Different Colors for Taxa in iNat

Platform(s), such as mobile, website, API, other: All platforms

URLs (aka web addresses) of any pages, if relevant:

Description of need:
Describe the iNaturalist community need that your requested feature addresses. Include screenshots, URLs, and other details to help us all understand the issue.
I think that many of the colors, especially the ones for vertebrates, are too similar and can be difficult to tell apart. This might also be a problem for people with color deficiencies, who may have even more trouble differentiating the colors.


Feature request details:
In detail, describe the feature you are requesting. This includes its functionality, where the feature is implemented, and what it might look like. Screenshots or mock-ups are helpful. The idea is to have a concrete and actionable request which the community can discuss and vote on. It might change through discussion, but it’s much easier to iterate and talk about something specific.
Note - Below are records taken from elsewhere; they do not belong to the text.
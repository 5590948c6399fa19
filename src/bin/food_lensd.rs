//! food_lensd - camera daemon for Food Lens
//!
//! This daemon:
//! 1. Opens the food log in the configured data directory
//! 2. Serves the HTTP API
//! 3. Runs one detection session on the configured camera
//!
//! The API keeps serving after the camera stream ends, until Ctrl-C.

use anyhow::{anyhow, Result};
use std::sync::atomic::{AtomicBool, Ordering};
use std::sync::{mpsc, Arc};

use food_lens::{
    api::{ApiConfig, ApiServer},
    open_source, BackendRegistry, CalorieTable, DetectionSession, FoodLensConfig, FoodLog,
    FoodTracker, PendingBoard, Stabilizer,
};

fn main() -> Result<()> {
    env_logger::Builder::from_env(env_logger::Env::default().default_filter_or("info")).init();

    let config = FoodLensConfig::load()?;
    log::info!(
        "food_lensd {} data_dir={} camera={} backend={}",
        env!("CARGO_PKG_VERSION"),
        config.data_dir.display(),
        config.camera.url,
        config.detection.backend
    );

    let log = FoodLog::open_dir(&config.data_dir)?;
    let tracker = FoodTracker::shared(CalorieTable::with_overrides(&config.foods), log);
    let board = PendingBoard::new();

    let api_config = ApiConfig {
        addr: config.api_addr.clone(),
    };
    let api_handle = ApiServer::new(api_config, Arc::clone(&tracker), board.clone()).spawn()?;
    log::info!("api listening on {}", api_handle.addr);

    let detector = BackendRegistry::from_settings(&config.detection);
    log::info!(
        "detector backends {:?}, default {:?}",
        detector.list(),
        detector.default_name()
    );
    let stabilizer = Stabilizer::from_settings(&config.detection);
    let mut session = DetectionSession::new(stabilizer, detector, board);
    let mut source = open_source(&config.camera)?;
    let target_fps = config.camera.target_fps;

    let shutdown = Arc::new(AtomicBool::new(false));
    let (tx, rx) = mpsc::channel();
    ctrlc::set_handler(move || {
        let _ = tx.send(());
    })
    .expect("error setting Ctrl-C handler");

    let session_shutdown = Arc::clone(&shutdown);
    let worker = std::thread::spawn(move || {
        let result = session.run(source.as_mut(), &session_shutdown, target_fps);
        if let Ok(stats) = &result {
            log::info!("camera stream finished ({:?}), api stays up", stats.ended_by);
        }
        result
    });

    log::info!("food_lensd running, waiting for shutdown signal (Ctrl-C)...");
    let _ = rx.recv();
    log::info!("stopping detection session and API server...");
    shutdown.store(true, Ordering::SeqCst);

    let session_result = worker
        .join()
        .map_err(|_| anyhow!("detection session thread panicked"))?;
    match session_result {
        Ok(stats) => log::info!(
            "session ended ({:?}) after {} frames",
            stats.ended_by,
            stats.frames_processed
        ),
        Err(e) => log::error!("detection session failed: {:#}", e),
    }
    api_handle.stop()?;

    Ok(())
}
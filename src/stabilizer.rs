//! Detection stabilization.
//!
//! Raw model output is independent per frame: boxes jitter, confidence
//! fluctuates and the same object is redetected on every frame. The
//! [`Stabilizer`] matches detections across frames with a deliberately cheap
//! identity key and only proposes a candidate to the user once it has been
//! seen again after `stabilization_delay`.
//!
//! Candidate lifecycle:
//!
//! - first observation: tracked, not reported
//! - re-observed with age >= `stabilization_delay`: pending in that frame,
//!   reported with its latest confidence and box
//! - not observed in a frame: not reported in that frame
//! - confirmed through [`Stabilizer::confirm`]: no longer reported
//! - age >= `staleness_window`: evicted, regardless of state
//!
//! Age is always measured from the first observation, so eviction is a fixed
//! time-to-live rather than an idle timeout. Re-observing the object after
//! eviction starts a fresh candidate.

use serde::Serialize;
use std::collections::{HashMap, HashSet};
use std::time::{Duration, Instant};

use crate::config::DetectionSettings;
use crate::detect::{BoundingBox, RawDetection};

/// Label plus floored top-left corner.
///
/// Any movement of the top-left corner by a pixel or more yields a different
/// key, which restarts the stabilization delay for that object.
#[derive(Clone, Debug, PartialEq, Eq, Hash, Serialize)]
pub struct IdentityKey {
    pub label: String,
    pub x1: i32,
    pub y1: i32,
}

impl IdentityKey {
    pub fn new(label: &str, bbox: &BoundingBox) -> Self {
        Self {
            label: label.to_string(),
            x1: bbox.x1.floor() as i32,
            y1: bbox.y1.floor() as i32,
        }
    }

    /// Key of a candidate identified by its integer pixel box.
    pub fn from_pixels(label: &str, bbox: [i32; 4]) -> Self {
        Self {
            label: label.to_string(),
            x1: bbox[0],
            y1: bbox[1],
        }
    }
}

/// Snapshot of a candidate handed to the caller for confirmation.
#[derive(Clone, Debug, PartialEq, Serialize)]
pub struct PendingDetection {
    pub food: String,
    pub confidence: f32,
    pub bbox: [i32; 4],
}

impl PendingDetection {
    pub fn identity_key(&self) -> IdentityKey {
        IdentityKey::from_pixels(&self.food, self.bbox)
    }
}

#[derive(Clone, Debug)]
struct TrackedCandidate {
    confidence: f32,
    bbox: BoundingBox,
    first_seen: Instant,
    confirmed: bool,
    order: u64,
}

impl TrackedCandidate {
    fn snapshot(&self, label: &str) -> PendingDetection {
        PendingDetection {
            food: label.to_string(),
            confidence: self.confidence,
            bbox: self.bbox.to_pixels(),
        }
    }
}

#[derive(Clone, Copy, Debug, PartialEq, Eq)]
pub struct StabilizerSettings {
    pub stabilization_delay: Duration,
    pub staleness_window: Duration,
}

impl Default for StabilizerSettings {
    fn default() -> Self {
        Self {
            stabilization_delay: Duration::from_millis(500),
            staleness_window: Duration::from_secs(5),
        }
    }
}

impl From<&DetectionSettings> for StabilizerSettings {
    fn from(settings: &DetectionSettings) -> Self {
        Self {
            stabilization_delay: settings.stabilization_delay,
            staleness_window: settings.staleness_window,
        }
    }
}

/// Per-stream candidate tracker. Not shared; one stream drives it.
pub struct Stabilizer {
    settings: StabilizerSettings,
    vocabulary: HashSet<String>,
    candidates: HashMap<IdentityKey, TrackedCandidate>,
    next_order: u64,
}

impl Stabilizer {
    /// `vocabulary` is the set of labels the model may produce; anything else
    /// is dropped on input.
    pub fn new<I, S>(settings: StabilizerSettings, vocabulary: I) -> Self
    where
        I: IntoIterator<Item = S>,
        S: Into<String>,
    {
        Self {
            settings,
            vocabulary: vocabulary.into_iter().map(Into::into).collect(),
            candidates: HashMap::new(),
            next_order: 0,
        }
    }

    pub fn from_settings(settings: &DetectionSettings) -> Self {
        Self::new(settings.into(), settings.classes.iter().cloned())
    }

    /// Number of candidates currently tracked, pending or not.
    pub fn tracked_len(&self) -> usize {
        self.candidates.len()
    }

    pub fn is_tracked(&self, key: &IdentityKey) -> bool {
        self.candidates.contains_key(key)
    }

    /// Feed one frame's raw detections observed at `now` and return the
    /// candidates of this frame that are pending confirmation, in order of
    /// first sighting.
    ///
    /// An empty `detections` slice still ages out stale candidates.
    pub fn process_frame(&mut self, detections: &[RawDetection], now: Instant) -> Vec<PendingDetection> {
        let mut ready: Vec<IdentityKey> = Vec::new();
        for det in detections {
            if !self.vocabulary.contains(&det.label) {
                log::debug!("ignoring detection with unknown label '{}'", det.label);
                continue;
            }
            let key = IdentityKey::new(&det.label, &det.bbox);
            match self.candidates.get_mut(&key) {
                None => {
                    let order = self.next_order;
                    self.next_order += 1;
                    self.candidates.insert(
                        key,
                        TrackedCandidate {
                            confidence: det.confidence,
                            bbox: det.bbox,
                            first_seen: now,
                            confirmed: false,
                            order,
                        },
                    );
                }
                Some(cand) => {
                    cand.confidence = det.confidence;
                    cand.bbox = det.bbox;
                    let age = now.saturating_duration_since(cand.first_seen);
                    if !cand.confirmed
                        && age >= self.settings.stabilization_delay
                        && !ready.contains(&key)
                    {
                        log::trace!(
                            "candidate {} at ({}, {}) pending, age {:?}",
                            key.label,
                            key.x1,
                            key.y1,
                            age
                        );
                        ready.push(key);
                    }
                }
            }
        }

        self.evict_stale(now);

        let mut pending: Vec<(&IdentityKey, &TrackedCandidate)> = ready
            .iter()
            .filter_map(|key| self.candidates.get_key_value(key))
            .collect();
        pending.sort_by_key(|(_, cand)| cand.order);
        pending
            .into_iter()
            .map(|(key, cand)| cand.snapshot(&key.label))
            .collect()
    }

    /// Mark a candidate as confirmed so it is no longer proposed. Returns
    /// false when the key is not tracked (already evicted or never seen).
    pub fn confirm(&mut self, key: &IdentityKey) -> bool {
        match self.candidates.get_mut(key) {
            Some(cand) => {
                cand.confirmed = true;
                true
            }
            None => false,
        }
    }

    /// Drop all tracked state.
    pub fn reset(&mut self) {
        self.candidates.clear();
    }

    fn evict_stale(&mut self, now: Instant) {
        let window = self.settings.staleness_window;
        let before = self.candidates.len();
        self.candidates
            .retain(|_, cand| now.saturating_duration_since(cand.first_seen) < window);
        let evicted = before - self.candidates.len();
        if evicted > 0 {
            log::trace!("evicted {} stale candidate(s)", evicted);
        }
    }
}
I think some of the vertebrate taxon should either get new colors, or a wider and more easily separable variety of blues. I think some colors like these might be better:



Chromista, mollusks and insects are all way too similar to each other. The same is true for Ray-finned fish, amphibians, reptiles, birds, mammals, and “other”

3 Likes

Just in case it wasn’t obvious, the graphic comes from the year in review page. Are there many other places where the colours all appear close together? The only other one I can think of is the Life List, but that also uses icons to help distinguish between high-level taxa (and of course there’s always the textual labels as well). However, it’s hard to think of a place where distinguishing between the colours alone would significantly affect usability.

It could be argued that it’s actually beneficial for sub-groups to use similar hues, as this makes it clearer which higher-level group they all belong to. The more the hues differ, the less obvious this becomes.

There is one remaining curiosity, though: why are there no yellow taxa? I thought this might be because yellow doesn’t show up well against white, but it’s used elsewhere on the site (e.g. Needs ID), so that can’t explain it.

2 Likes

We could lump all the animals together.
As we do the plants.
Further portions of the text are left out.